**Task statement:** Using the records provided below, locate and copy each line that contains the word "GetProject".

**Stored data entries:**
______

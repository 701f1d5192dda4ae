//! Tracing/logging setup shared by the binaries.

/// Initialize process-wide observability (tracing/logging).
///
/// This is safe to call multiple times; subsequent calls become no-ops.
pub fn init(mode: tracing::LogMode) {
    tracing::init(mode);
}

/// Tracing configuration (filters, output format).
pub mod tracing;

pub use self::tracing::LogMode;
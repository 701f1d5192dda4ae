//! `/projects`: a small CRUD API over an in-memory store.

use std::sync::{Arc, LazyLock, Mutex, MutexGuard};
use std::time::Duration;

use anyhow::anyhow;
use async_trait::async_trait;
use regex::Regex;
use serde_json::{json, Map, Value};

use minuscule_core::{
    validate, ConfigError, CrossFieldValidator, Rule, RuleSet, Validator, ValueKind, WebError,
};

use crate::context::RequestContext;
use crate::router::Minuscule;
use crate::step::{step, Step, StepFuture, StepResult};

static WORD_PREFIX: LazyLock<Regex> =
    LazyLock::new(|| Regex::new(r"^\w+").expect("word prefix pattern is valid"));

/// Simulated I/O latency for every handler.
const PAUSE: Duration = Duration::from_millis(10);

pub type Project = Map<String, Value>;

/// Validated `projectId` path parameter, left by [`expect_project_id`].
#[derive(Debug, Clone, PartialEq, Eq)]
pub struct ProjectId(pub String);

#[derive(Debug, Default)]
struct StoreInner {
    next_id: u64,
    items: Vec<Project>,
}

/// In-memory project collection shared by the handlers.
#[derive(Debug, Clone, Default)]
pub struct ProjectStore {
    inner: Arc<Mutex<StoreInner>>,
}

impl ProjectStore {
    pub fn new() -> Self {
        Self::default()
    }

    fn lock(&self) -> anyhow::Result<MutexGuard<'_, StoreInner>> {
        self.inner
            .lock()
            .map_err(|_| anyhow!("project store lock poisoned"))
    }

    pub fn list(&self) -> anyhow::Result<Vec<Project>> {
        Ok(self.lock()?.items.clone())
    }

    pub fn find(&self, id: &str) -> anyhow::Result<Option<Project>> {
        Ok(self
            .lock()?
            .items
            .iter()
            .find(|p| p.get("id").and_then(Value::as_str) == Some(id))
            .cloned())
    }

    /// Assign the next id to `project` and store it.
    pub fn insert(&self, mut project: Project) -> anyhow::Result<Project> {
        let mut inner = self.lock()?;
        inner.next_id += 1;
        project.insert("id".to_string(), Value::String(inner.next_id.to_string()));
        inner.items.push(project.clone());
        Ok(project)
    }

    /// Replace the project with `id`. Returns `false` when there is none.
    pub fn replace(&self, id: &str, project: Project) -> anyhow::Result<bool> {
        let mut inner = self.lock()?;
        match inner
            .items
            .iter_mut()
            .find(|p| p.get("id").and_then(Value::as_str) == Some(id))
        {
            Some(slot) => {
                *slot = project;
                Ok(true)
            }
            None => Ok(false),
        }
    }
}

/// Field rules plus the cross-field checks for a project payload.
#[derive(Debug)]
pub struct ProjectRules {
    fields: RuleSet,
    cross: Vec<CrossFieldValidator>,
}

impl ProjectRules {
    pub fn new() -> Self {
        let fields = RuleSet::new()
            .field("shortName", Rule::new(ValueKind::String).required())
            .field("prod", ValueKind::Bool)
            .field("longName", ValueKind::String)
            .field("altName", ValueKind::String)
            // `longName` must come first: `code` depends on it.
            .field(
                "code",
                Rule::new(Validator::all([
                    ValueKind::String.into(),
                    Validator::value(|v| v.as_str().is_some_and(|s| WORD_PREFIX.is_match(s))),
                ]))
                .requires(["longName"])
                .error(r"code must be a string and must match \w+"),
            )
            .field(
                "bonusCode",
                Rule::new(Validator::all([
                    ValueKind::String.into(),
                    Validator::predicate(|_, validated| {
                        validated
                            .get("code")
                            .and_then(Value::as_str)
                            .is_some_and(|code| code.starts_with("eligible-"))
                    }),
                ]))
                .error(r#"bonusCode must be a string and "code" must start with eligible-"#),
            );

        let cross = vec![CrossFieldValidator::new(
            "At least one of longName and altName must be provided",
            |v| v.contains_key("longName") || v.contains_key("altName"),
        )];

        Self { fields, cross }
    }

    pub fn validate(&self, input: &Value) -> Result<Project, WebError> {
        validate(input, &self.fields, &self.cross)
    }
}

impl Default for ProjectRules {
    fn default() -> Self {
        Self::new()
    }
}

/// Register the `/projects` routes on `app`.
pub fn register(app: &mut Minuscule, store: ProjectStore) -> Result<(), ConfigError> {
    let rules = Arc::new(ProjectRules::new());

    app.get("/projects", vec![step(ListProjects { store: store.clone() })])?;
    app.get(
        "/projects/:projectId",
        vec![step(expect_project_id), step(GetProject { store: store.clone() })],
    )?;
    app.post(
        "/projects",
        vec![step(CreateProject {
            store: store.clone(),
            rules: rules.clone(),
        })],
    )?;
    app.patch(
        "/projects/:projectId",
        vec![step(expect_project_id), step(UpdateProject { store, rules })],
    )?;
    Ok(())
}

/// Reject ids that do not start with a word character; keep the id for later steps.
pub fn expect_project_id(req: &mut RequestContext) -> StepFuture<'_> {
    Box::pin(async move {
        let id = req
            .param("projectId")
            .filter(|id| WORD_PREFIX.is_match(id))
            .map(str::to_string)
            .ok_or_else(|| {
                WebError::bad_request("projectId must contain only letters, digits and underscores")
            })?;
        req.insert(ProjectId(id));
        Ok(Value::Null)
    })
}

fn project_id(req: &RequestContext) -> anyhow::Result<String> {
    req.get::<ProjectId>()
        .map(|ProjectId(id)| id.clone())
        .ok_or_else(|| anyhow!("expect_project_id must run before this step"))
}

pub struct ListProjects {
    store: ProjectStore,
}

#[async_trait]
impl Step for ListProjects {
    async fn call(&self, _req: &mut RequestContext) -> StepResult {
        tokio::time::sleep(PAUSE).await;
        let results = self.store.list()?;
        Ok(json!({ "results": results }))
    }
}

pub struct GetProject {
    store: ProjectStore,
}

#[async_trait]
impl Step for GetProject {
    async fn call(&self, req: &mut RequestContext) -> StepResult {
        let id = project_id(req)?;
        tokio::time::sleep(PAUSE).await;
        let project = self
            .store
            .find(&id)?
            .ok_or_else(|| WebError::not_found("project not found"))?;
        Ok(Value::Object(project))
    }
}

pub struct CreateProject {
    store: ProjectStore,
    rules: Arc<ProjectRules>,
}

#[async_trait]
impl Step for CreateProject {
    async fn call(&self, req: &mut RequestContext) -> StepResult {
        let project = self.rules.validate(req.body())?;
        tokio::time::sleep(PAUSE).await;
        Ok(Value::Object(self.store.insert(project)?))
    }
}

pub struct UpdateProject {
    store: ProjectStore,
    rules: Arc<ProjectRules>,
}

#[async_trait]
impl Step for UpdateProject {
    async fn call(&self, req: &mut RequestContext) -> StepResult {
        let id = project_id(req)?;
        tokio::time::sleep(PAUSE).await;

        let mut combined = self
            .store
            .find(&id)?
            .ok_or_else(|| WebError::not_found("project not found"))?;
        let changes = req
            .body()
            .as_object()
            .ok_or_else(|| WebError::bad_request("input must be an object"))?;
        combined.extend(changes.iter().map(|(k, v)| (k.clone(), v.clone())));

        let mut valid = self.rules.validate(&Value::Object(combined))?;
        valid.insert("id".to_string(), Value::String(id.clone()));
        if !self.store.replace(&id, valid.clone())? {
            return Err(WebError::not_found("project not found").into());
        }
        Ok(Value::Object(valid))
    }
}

______

**Task output:**
        vec![step(expect_project_id), step(GetProject { store: store.clone() })],
pub struct GetProject {
impl Step for GetProject {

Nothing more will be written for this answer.